It must have been hours later when Shad opened his eyes to behold sitting opposite him, across the fire, Manikawan. She smiled when she saw that he was awake, and he thought how thin and worn she looked, a mere shadow of the Manikawan he had first known.
Then there dawned upon his slowly-waking brain a realisation of the situation. She had resigned her chance of life to remain with him. He could not permit this. It was a useless waste of life. There was still hope that she might reach the tilts and safety. By remaining with him she was deliberately rejecting a possible opportunity to preserve herself. Much perturbed by this discovery, Shad sat up.
"Mookoomahn?" he asked, pointing toward the south.
"Mookoomahn," she answered, pointing in the same direction. "Manikawan," pointing at the fire, to indicate that Mookoomahn had gone but she had remained.
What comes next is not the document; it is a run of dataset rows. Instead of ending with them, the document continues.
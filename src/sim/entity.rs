//! Entity arena
//!
//! Every simulated object is an `Entity` with a role-tagged payload, stored in a
//! flat `Vec` and addressed by index within a tick. Destruction only clears the
//! `alive` flag; `EntityStore::compact` drops dead entries at the end of the tick.

use glam::Vec2;
use serde::{Deserialize, Serialize};

use super::collision::Aabb;

/// What kind of projectile a mover is
#[derive(Debug, Clone, Copy, PartialEq, Eq, Serialize, Deserialize)]
pub enum MoverKind {
    /// Brick breaker ball
    Ball,
    /// Player shot (space invaders)
    Bullet,
    /// Alien shot
    Bomb,
    /// Cricket ball bowled at the batsman
    Delivery,
}

/// Mover lifecycle within a turn
#[derive(Debug, Clone, Copy, PartialEq, Serialize, Deserialize)]
pub enum MoverState {
    Free,
    /// Riding on the avatar at a horizontal offset, waiting for launch
    Attached { offset: f32 },
    /// Already played by the batsman
    Struck,
}

#[derive(Debug, Clone, Copy, PartialEq, Serialize, Deserialize)]
pub struct Mover {
    pub kind: MoverKind,
    pub state: MoverState,
}

impl Mover {
    pub fn free(kind: MoverKind) -> Self {
        Self {
            kind,
            state: MoverState::Free,
        }
    }

    pub fn is_attached(&self) -> bool {
        matches!(self.state, MoverState::Attached { .. })
    }
}

#[derive(Debug, Clone, Copy, PartialEq, Eq, Serialize, Deserialize)]
pub enum ObstacleKind {
    Brick,
    Alien,
    /// Cricket bat timing band (never destroyed)
    TimingWindow,
}

#[derive(Debug, Clone, Copy, PartialEq, Eq, Serialize, Deserialize)]
pub struct Obstacle {
    pub kind: ObstacleKind,
    /// Point/colour tier, 1-based
    pub tier: u8,
    /// Remaining hits before destruction
    pub hits: u8,
    /// Cannot be damaged and does not count toward clearing
    pub indestructible: bool,
}

impl Obstacle {
    pub fn new(kind: ObstacleKind, tier: u8, hits: u8) -> Self {
        Self {
            kind,
            tier,
            hits: hits.max(1),
            indestructible: false,
        }
    }

    pub fn indestructible(kind: ObstacleKind) -> Self {
        Self {
            kind,
            tier: 0,
            hits: u8::MAX,
            indestructible: true,
        }
    }
}

/// Power-up types
#[derive(Debug, Clone, Copy, PartialEq, Eq, Serialize, Deserialize)]
pub enum PickupKind {
    MultiBall,
    WidenPaddle,
    Slow,
    ExtraLife,
}

impl PickupKind {
    pub const ALL: [PickupKind; 4] = [
        PickupKind::MultiBall,
        PickupKind::WidenPaddle,
        PickupKind::Slow,
        PickupKind::ExtraLife,
    ];
}

/// A visual-only particle
#[derive(Debug, Clone, Copy, PartialEq, Serialize, Deserialize)]
pub struct Particle {
    /// Ticks left to live
    pub ttl: u32,
    pub max_ttl: u32,
    /// Palette index for the renderer
    pub color: u32,
    pub size: f32,
}

impl Particle {
    /// Remaining life in 0..=1
    pub fn life(&self) -> f32 {
        if self.max_ttl == 0 {
            0.0
        } else {
            self.ttl as f32 / self.max_ttl as f32
        }
    }
}

#[derive(Debug, Clone, Copy, PartialEq, Serialize, Deserialize)]
pub enum Role {
    Mover(Mover),
    Obstacle(Obstacle),
    Pickup(PickupKind),
    Particle(Particle),
}

#[derive(Debug, Clone, Copy, PartialEq, Serialize, Deserialize)]
pub struct Entity {
    pub id: u32,
    pub pos: Vec2,
    pub vel: Vec2,
    /// Half extents of the bounding box
    pub half: Vec2,
    pub alive: bool,
    pub role: Role,
}

impl Entity {
    pub fn aabb(&self) -> Aabb {
        Aabb::from_center(self.pos, self.half)
    }

    pub fn mover(&self) -> Option<&Mover> {
        match &self.role {
            Role::Mover(m) => Some(m),
            _ => None,
        }
    }

    pub fn mover_mut(&mut self) -> Option<&mut Mover> {
        match &mut self.role {
            Role::Mover(m) => Some(m),
            _ => None,
        }
    }

    pub fn obstacle(&self) -> Option<&Obstacle> {
        match &self.role {
            Role::Obstacle(o) => Some(o),
            _ => None,
        }
    }

    pub fn pickup(&self) -> Option<PickupKind> {
        match self.role {
            Role::Pickup(kind) => Some(kind),
            _ => None,
        }
    }

    pub fn is_particle(&self) -> bool {
        matches!(self.role, Role::Particle(_))
    }

    /// Alive mover of the given kind
    pub fn is_live_mover(&self, kind: MoverKind) -> bool {
        self.alive && self.mover().is_some_and(|m| m.kind == kind)
    }
}

/// Flat arena of the session's entities
#[derive(Debug, Clone, Default)]
pub struct EntityStore {
    entities: Vec<Entity>,
    next_id: u32,
}

impl EntityStore {
    pub fn new() -> Self {
        Self {
            entities: Vec::with_capacity(128),
            next_id: 1,
        }
    }

    /// Spawn an alive entity and return its id
    pub fn spawn(&mut self, pos: Vec2, vel: Vec2, half: Vec2, role: Role) -> u32 {
        let id = self.next_id.max(1);
        self.next_id = id + 1;
        self.entities.push(Entity {
            id,
            pos,
            vel,
            half,
            alive: true,
            role,
        });
        id
    }

    pub fn len(&self) -> usize {
        self.entities.len()
    }

    pub fn is_empty(&self) -> bool {
        self.entities.is_empty()
    }

    pub fn as_slice(&self) -> &[Entity] {
        &self.entities
    }

    pub fn as_mut_slice(&mut self) -> &mut [Entity] {
        &mut self.entities
    }

    pub fn iter(&self) -> impl Iterator<Item = &Entity> {
        self.entities.iter()
    }

    pub fn iter_mut(&mut self) -> impl Iterator<Item = &mut Entity> {
        self.entities.iter_mut()
    }

    pub fn alive(&self) -> impl Iterator<Item = &Entity> {
        self.entities.iter().filter(|e| e.alive)
    }

    pub fn get(&self, index: usize) -> Option<&Entity> {
        self.entities.get(index)
    }

    pub fn get_mut(&mut self, index: usize) -> Option<&mut Entity> {
        self.entities.get_mut(index)
    }

    pub fn find(&self, id: u32) -> Option<&Entity> {
        self.entities.iter().find(|e| e.id == id)
    }

    /// Alive movers of a kind (free, attached or struck)
    pub fn count_movers(&self, kind: MoverKind) -> usize {
        self.entities.iter().filter(|e| e.is_live_mover(kind)).count()
    }

    /// Alive obstacles of a kind
    pub fn count_obstacles(&self, kind: ObstacleKind) -> usize {
        self.entities
            .iter()
            .filter(|e| e.alive && e.obstacle().is_some_and(|o| o.kind == kind))
            .count()
    }

    /// Alive obstacles that must be destroyed to clear the layout
    pub fn clearable_remaining(&self) -> usize {
        self.entities
            .iter()
            .filter(|e| e.alive && e.obstacle().is_some_and(|o| !o.indestructible))
            .count()
    }

    pub fn particle_count(&self) -> usize {
        self.entities
            .iter()
            .filter(|e| e.alive && e.is_particle())
            .count()
    }

    /// Mark every entity matching `pred` as dead
    pub fn kill_where<F: FnMut(&Entity) -> bool>(&mut self, mut pred: F) {
        for entity in &mut self.entities {
            if entity.alive && pred(entity) {
                entity.alive = false;
            }
        }
    }

    /// Drop dead entities, preserving the order of the survivors
    pub fn compact(&mut self) -> usize {
        let before = self.entities.len();
        self.entities.retain(|e| e.alive);
        before - self.entities.len()
    }

    pub fn clear(&mut self) {
        self.entities.clear();
    }
}

#[cfg(test)]
mod tests {
    use super::*;

    fn brick() -> Role {
        Role::Obstacle(Obstacle::new(ObstacleKind::Brick, 1, 1))
    }

    #[test]
    fn test_spawn_allocates_increasing_ids() {
        let mut store = EntityStore::new();
        let a = store.spawn(Vec2::ZERO, Vec2::ZERO, Vec2::ONE, brick());
        let b = store.spawn(Vec2::ZERO, Vec2::ZERO, Vec2::ONE, brick());
        assert!(b > a);
        assert_eq!(store.len(), 2);
    }

    #[test]
    fn test_compact_removes_dead_keeps_order() {
        let mut store = EntityStore::new();
        let ids: Vec<u32> = (0..5)
            .map(|i| store.spawn(Vec2::new(i as f32, 0.0), Vec2::ZERO, Vec2::ONE, brick()))
            .collect();
        store.kill_where(|e| e.id == ids[1] || e.id == ids[3]);
        assert_eq!(store.compact(), 2);
        let left: Vec<u32> = store.iter().map(|e| e.id).collect();
        assert_eq!(left, vec![ids[0], ids[2], ids[4]]);
    }

    #[test]
    fn test_clearable_ignores_indestructible_and_dead() {
        let mut store = EntityStore::new();
        store.spawn(Vec2::ZERO, Vec2::ZERO, Vec2::ONE, brick());
        let dead = store.spawn(Vec2::ZERO, Vec2::ZERO, Vec2::ONE, brick());
        store.spawn(
            Vec2::ZERO,
            Vec2::ZERO,
            Vec2::ONE,
            Role::Obstacle(Obstacle::indestructible(ObstacleKind::TimingWindow)),
        );
        store.kill_where(|e| e.id == dead);
        assert_eq!(store.clearable_remaining(), 1);
        assert_eq!(store.count_obstacles(ObstacleKind::TimingWindow), 1);
    }

    #[test]
    fn test_obstacle_has_at_least_one_hit() {
        assert_eq!(Obstacle::new(ObstacleKind::Brick, 1, 0).hits, 1);
    }
}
He protested by signs that she should follow Mookoomahn. He passed around the fire to where she sat, and grasped her arm in his bony fingers, in an attempt to compel her to do so; but she stubbornly shook her head, and, forced to submit, he resumed his seat. Both sorry and glad that he should not be left alone, he reached over and pressed her hand as an indication of his appreciation of her self-sacrifice.
Then she dipped from a kettle by the fire a cup of liquid, which she handed him. He sipped it, and, discovering that it was a weak broth, drank it. He looked at her inquiringly.
Turning again to the pail, she drew forth half a boiled ptarmigan, which she passed him.
"Let the friend of White Brother of the Snow eat. It is little, and it will not drive away the Spirit of Hunger, but it will help to keep away the evil Spirit of Starvation until White Brother of the Snow brings food to his friend."
He accepted it and ate, not ravenously, for his hunger now was not consuming, but with delicious relish. Manikawan did not eat, but he presumed that she had already had a like portion.
Shad was able to hobble, though with considerable pain, in and out of the lodge, and to assist in getting wood for the fire, and so far as she would permit him to do so he relieved her of the task.
The following morning and for four successive mornings the cup of broth and the portion of ptarmigan awaited him when he awoke. It was evident Manikawan had killed them with bow and arrow.
He never saw her eat. It was quite natural that she should have done so before he awoke of mornings, for he made no attempt at early rising.
But he noted with alarm that Manikawan was daily growing weaker. She staggered woefully at times when she walked, like one intoxicated. She was weaker than he, but this he ascribed to his stronger mentality.
By sheer force of will he put aside the insistent weakness, which he knew would get the better of him were he to resign himself to it. By the same force of will he injected into his being a degree of physical energy. But he was a white man, she only an Indian, and this could not be expected of her.
Then there came a day when he awoke to find her gone, and no broth or ptarmigan awaiting him. Later she tottered into the lodge, and empty-handed laid her bow and arrow aside.
The next morning she was lying prone, and the fire was nearly out, for the wood was gone.
"Poor girl," he said, "she is tired and has overslept;" and stealthily, that he might not disturb her, he stole out for the needed wood.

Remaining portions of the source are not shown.